X-Com 1 and 2 (new versions) are great games, even if they moved away from the large squad slaughter that was Enemy Unknown, terror from the deep and partially Apocalypse. I personally really enjoyed looking at black sections of the map and thinking "that will cost 3 rookies to explore"
Everyone is aware of the "95% to hit meme" around X-Com, and if you've played Phoenix Point, the difference is especially jarring. If you haven't, aiming in that game is purely a probability cone, so standing point blank next to an alien means something. In X-Com it doesn't mean diddly squat.

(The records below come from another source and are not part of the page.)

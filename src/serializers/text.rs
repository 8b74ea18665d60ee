//! Plain-text serialization.
//!
//! Emits the document's blocks in reading order, separated by blank lines.
//! Optionally each block is prefixed with its semantic role in brackets,
//! emphasized blocks with U+0001 and page breaks marked with U+000C.
//! Hyphenated words print their merged text once; sub- and superscripts
//! can be excluded.

use std::io::Write;

use crate::error::Result;
use crate::model::Document;

/// Serializes a document as plain text.
#[derive(Debug, Clone, Default)]
pub struct TextSerializer {
    add_control_characters: bool,
    add_semantic_roles: bool,
    exclude_sub_superscripts: bool,
}

impl TextSerializer {
    /// Create a serializer with all options off.
    pub fn new() -> Self {
        Self::default()
    }

    /// Mark emphasized blocks with U+0001 and page breaks with U+000C.
    pub fn with_control_characters(mut self, enable: bool) -> Self {
        self.add_control_characters = enable;
        self
    }

    /// Prefix each block with its uppercased role in brackets.
    pub fn with_semantic_roles(mut self, enable: bool) -> Self {
        self.add_semantic_roles = enable;
        self
    }

    /// Skip sub- and superscripted characters.
    pub fn with_sub_superscripts_excluded(mut self, enable: bool) -> Self {
        self.exclude_sub_superscripts = enable;
        self
    }

    /// Write the document to `writer`.
    pub fn serialize(&self, doc: &Document, writer: &mut dyn Write) -> Result<()> {
        let mut any_block_written = false;

        for page in &doc.pages {
            for &block_id in &page.blocks {
                let block = &doc.blocks[block_id.0];

                if any_block_written {
                    writer.write_all(b"\n\n")?;
                }
                any_block_written = true;

                if self.add_semantic_roles {
                    write!(writer, "[{}] ", block.role.name().to_uppercase())?;
                }
                if self.add_control_characters && block.is_emphasized {
                    writer.write_all(&[0x01])?;
                }

                let mut any_word_written = false;
                for &line_id in &block.lines {
                    for &word_id in &doc.lines[line_id.0].words {
                        let word = &doc.words[word_id.0];
                        if word.second_part_of_hyphenated_word {
                            continue;
                        }

                        if any_word_written {
                            writer.write_all(b" ")?;
                        }
                        any_word_written = true;

                        if let Some(merged) = &word.first_part_of_hyphenated_word {
                            writer.write_all(merged.as_bytes())?;
                        } else if word.characters.is_empty() {
                            writer.write_all(word.text.as_bytes())?;
                        } else {
                            for &ch_id in &word.characters {
                                let ch = &doc.chars[ch_id.0];
                                if self.exclude_sub_superscripts
                                    && (ch.is_subscript || ch.is_superscript)
                                {
                                    continue;
                                }
                                writer.write_all(ch.effective_text().as_bytes())?;
                            }
                        }
                    }
                }
            }

            if self.add_control_characters {
                writer.write_all(b"\n\x0C")?;
            }
        }

        writer.write_all(b"\n")?;
        Ok(())
    }
}

#[cfg(test)]
mod tests {
    use super::*;
    use crate::geometry::{Position, Rect};
    use crate::model::{
        Page, PageSegment, SegmentId, SemanticRole, TextBlock, TextLine, Word, WordId,
    };

    fn add_word(doc: &mut Document, text: &str) -> WordId {
        let rank = doc.words.len();
        doc.push_word(Word {
            pos: Position::default(),
            text: text.to_string(),
            rank,
            font_name: "Times".to_string(),
            font_size: 10.0,
            characters: Vec::new(),
            line: None,
            first_part_of_hyphenated_word: None,
            second_part_of_hyphenated_word: false,
            part_of_stacked_math_symbol: None,
            base_of_stacked_math_symbol: Vec::new(),
        })
    }

    fn add_block(doc: &mut Document, lines_of_words: Vec<Vec<WordId>>) -> crate::model::BlockId {
        if doc.segments.is_empty() {
            doc.push_segment(PageSegment {
                pos: Position::default(),
                trim_left_x: 0.0,
                trim_upper_y: 0.0,
                trim_right_x: 612.0,
                trim_lower_y: 792.0,
                elements: Vec::new(),
                lines: Vec::new(),
            });
        }

        let mut line_ids = Vec::new();
        let mut text = String::new();
        for words in lines_of_words {
            let line_text: Vec<String> = words
                .iter()
                .map(|&id| doc.words[id.0].text.clone())
                .collect();
            if !text.is_empty() {
                text.push(' ');
            }
            text.push_str(&line_text.join(" "));
            let rank = doc.lines.len();
            line_ids.push(doc.push_line(TextLine {
                pos: Position::default(),
                base: 0.0,
                text: line_text.join(" "),
                words,
                rank,
                font_name: "Times".to_string(),
                font_size: 10.0,
                max_font_size: 10.0,
                base_bbox_left_x: 0.0,
                base_bbox_upper_y: 0.0,
                base_bbox_right_x: 0.0,
                base_bbox_lower_y: 0.0,
                left_margin: 0.0,
                right_margin: 0.0,
                prev_line: None,
                next_line: None,
                prev_sibling_line: None,
                next_sibling_line: None,
                parent_line: None,
                segment: SegmentId(0),
                block: None,
            }));
        }

        let rank = doc.blocks.len();
        let id = doc.push_block(TextBlock {
            pos: Position::default(),
            trim_left_x: 0.0,
            trim_upper_y: 0.0,
            trim_right_x: 612.0,
            trim_lower_y: 792.0,
            segment: SegmentId(0),
            lines: line_ids,
            rank,
            role: SemanticRole::Paragraph,
            is_emphasized: false,
            is_lines_centered: false,
            hanging_indent: 0.0,
            prev_block: None,
            next_block: None,
            font_name: "Times".to_string(),
            font_size: 10.0,
            text,
        });
        let page_idx = doc.pages.len() - 1;
        doc.pages[page_idx].blocks.push(id);
        id
    }

    fn serialize(doc: &Document, serializer: &TextSerializer) -> String {
        let mut out = Vec::new();
        serializer.serialize(doc, &mut out).unwrap();
        String::from_utf8(out).unwrap()
    }

    fn doc_with_page() -> Document {
        let mut doc = Document::new();
        doc.pages.push(Page::new(1, Rect::new(0.0, 0.0, 612.0, 792.0)));
        doc
    }

    #[test]
    fn test_single_block() {
        let mut doc = doc_with_page();
        let w1 = add_word(&mut doc, "Lorem");
        let w2 = add_word(&mut doc, "ipsum.");
        add_block(&mut doc, vec![vec![w1, w2]]);

        let out = serialize(&doc, &TextSerializer::new());
        assert_eq!(out, "Lorem ipsum.\n");
    }

    #[test]
    fn test_blocks_separated_by_blank_line() {
        let mut doc = doc_with_page();
        let w1 = add_word(&mut doc, "first");
        add_block(&mut doc, vec![vec![w1]]);
        let w2 = add_word(&mut doc, "second");
        add_block(&mut doc, vec![vec![w2]]);

        let out = serialize(&doc, &TextSerializer::new());
        assert_eq!(out, "first\n\nsecond\n");
    }

    #[test]
    fn test_role_prefix() {
        let mut doc = doc_with_page();
        let w = add_word(&mut doc, "Heading");
        let block = add_block(&mut doc, vec![vec![w]]);
        doc.blocks[block.0].role = SemanticRole::Heading;

        let out = serialize(&doc, &TextSerializer::new().with_semantic_roles(true));
        assert_eq!(out, "[HEADING] Heading\n");
    }

    #[test]
    fn test_control_characters() {
        let mut doc = doc_with_page();
        let w = add_word(&mut doc, "shout");
        let block = add_block(&mut doc, vec![vec![w]]);
        doc.blocks[block.0].is_emphasized = true;

        let out = serialize(&doc, &TextSerializer::new().with_control_characters(true));
        assert_eq!(out, "\u{1}shout\n\u{c}\n");
    }

    #[test]
    fn test_hyphenated_word_printed_merged() {
        let mut doc = doc_with_page();
        let w1 = add_word(&mut doc, "experi-");
        let w2 = add_word(&mut doc, "mental");
        let w3 = add_word(&mut doc, "setup");
        doc.words[w1.0].first_part_of_hyphenated_word = Some("experimental".to_string());
        doc.words[w2.0].second_part_of_hyphenated_word = true;
        add_block(&mut doc, vec![vec![w1], vec![w2, w3]]);

        let out = serialize(&doc, &TextSerializer::new());
        assert_eq!(out, "experimental setup\n");
    }

    #[test]
    fn test_empty_document() {
        let doc = doc_with_page();
        let out = serialize(&doc, &TextSerializer::new());
        assert_eq!(out, "\n");
    }

    #[test]
    fn test_page_break_between_pages() {
        let mut doc = doc_with_page();
        let w1 = add_word(&mut doc, "page1");
        add_block(&mut doc, vec![vec![w1]]);
        doc.pages.push(Page::new(2, Rect::new(0.0, 0.0, 612.0, 792.0)));
        let w2 = add_word(&mut doc, "page2");
        add_block(&mut doc, vec![vec![w2]]);

        let out = serialize(&doc, &TextSerializer::new().with_control_characters(true));
        assert_eq!(out, "page1\n\u{c}\n\npage2\n\u{c}\n");
    }
}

I finally figured out what the problem with X-Com is, and why it's always uniquely frustrating. With it's pod based mechanics, fake stealth and drip fed enemies. What you are seeing on screen has no relevance and only serves as a distraction. Being right next to an Alien and missing is irrelevant because where the character and alien are on screen do not correlate with the game.

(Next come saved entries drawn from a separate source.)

//! Text-block detection.
//!
//! Walks each segment's lines in order and decides, line by line, whether
//! the line begins a new block. The decision is a chain of tri-state
//! rules; the first rule with an opinion wins, and when every rule is
//! silent the line continues the current block. Detected blocks carry
//! layout attributes (trim box, emphasis, centering, hanging indent) that
//! the role classifier and the serializers consume.

use std::collections::HashSet;

use log::debug;

use crate::config::Config;
use crate::geometry::{left_x_offset, max_x_overlap_ratio, right_x_offset, Position};
use crate::model::{BlockId, Document, LineId, TextBlock};
use crate::utils::counter::{DoubleCounter, StringCounter};
use crate::utils::math;
use crate::utils::trool::Trool;

/// Groups the lines of each segment into text blocks.
pub struct TextBlockDetector<'a> {
    config: &'a Config,
}
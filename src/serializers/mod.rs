//! Output serialization of the finished document.
//!
//! Two surfaces: plain text (one blank line between blocks, optional role
//! prefixes and control characters) and JSON Lines (one object per
//! element, with selectable element units).

pub mod jsonl;
pub mod text;

pub use jsonl::JsonlSerializer;
pub use text::TextSerializer;

use std::fs::File;
use std::io::{self, BufWriter, Write};
use std::path::Path;

use crate::error::{Error, Result};

/// The element units the JSONL serializer can emit.
#[derive(Debug, Clone, Copy, PartialEq, Eq, Hash)]
pub enum Unit {
    /// One record per character.
    Characters,
    /// One record per word.
    Words,
    /// One record per text line.
    Lines,
    /// One record per text block.
    Blocks,
    /// One record per page.
    Pages,
    /// One record per figure.
    Figures,
    /// One record per shape.
    Shapes,
}

impl Unit {
    /// Parse a unit from its lowercase name.
    pub fn from_name(name: &str) -> Option<Self> {
        match name {
            "characters" => Some(Unit::Characters),
            "words" => Some(Unit::Words),
            "lines" => Some(Unit::Lines),
            "blocks" => Some(Unit::Blocks),
            "pages" => Some(Unit::Pages),
            "figures" => Some(Unit::Figures),
            "shapes" => Some(Unit::Shapes),
            _ => None,
        }
    }
}

/// Open `path` for writing, creating missing parent directories. `-`
/// denotes stdout.
pub fn create_writer(path: &str) -> Result<Box<dyn Write>> {
    if path == "-" {
        return Ok(Box::new(BufWriter::new(io::stdout())));
    }

    let path = Path::new(path);
    if let Some(parent) = path.parent() {
        if !parent.as_os_str().is_empty() {
            std::fs::create_dir_all(parent).map_err(|err| {
                Error::Serialize(format!(
                    "could not create directory '{}': {}",
                    parent.display(),
                    err
                ))
            })?;
        }
    }
    let file = File::create(path).map_err(|err| {
        Error::Serialize(format!("could not create file '{}': {}", path.display(), err))
    })?;
    Ok(Box::new(BufWriter::new(file)))
}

X-Com is, for all intents and purposes a very fun card battle game. If it were a Dos prompt game, with exactly 0 visuals, nothing would be lost.
Try it next time you play, completely ignore the visuals and imagine your character as a card drawing a dice based attack against another card.
I do miss this option from the later games. Being able to actually tell your fireteam where to fire so they can blow down the side of a wooden hut or concrete wall, or even an alien ship so you can then lob a fusion bomb in.
It's like 8 MB and very easy to find online if you don't want to repurchase it somewhere.
There is also Xenonauts, which is a more recent (than the originals) Xcom that plays like the originals, but with a different name.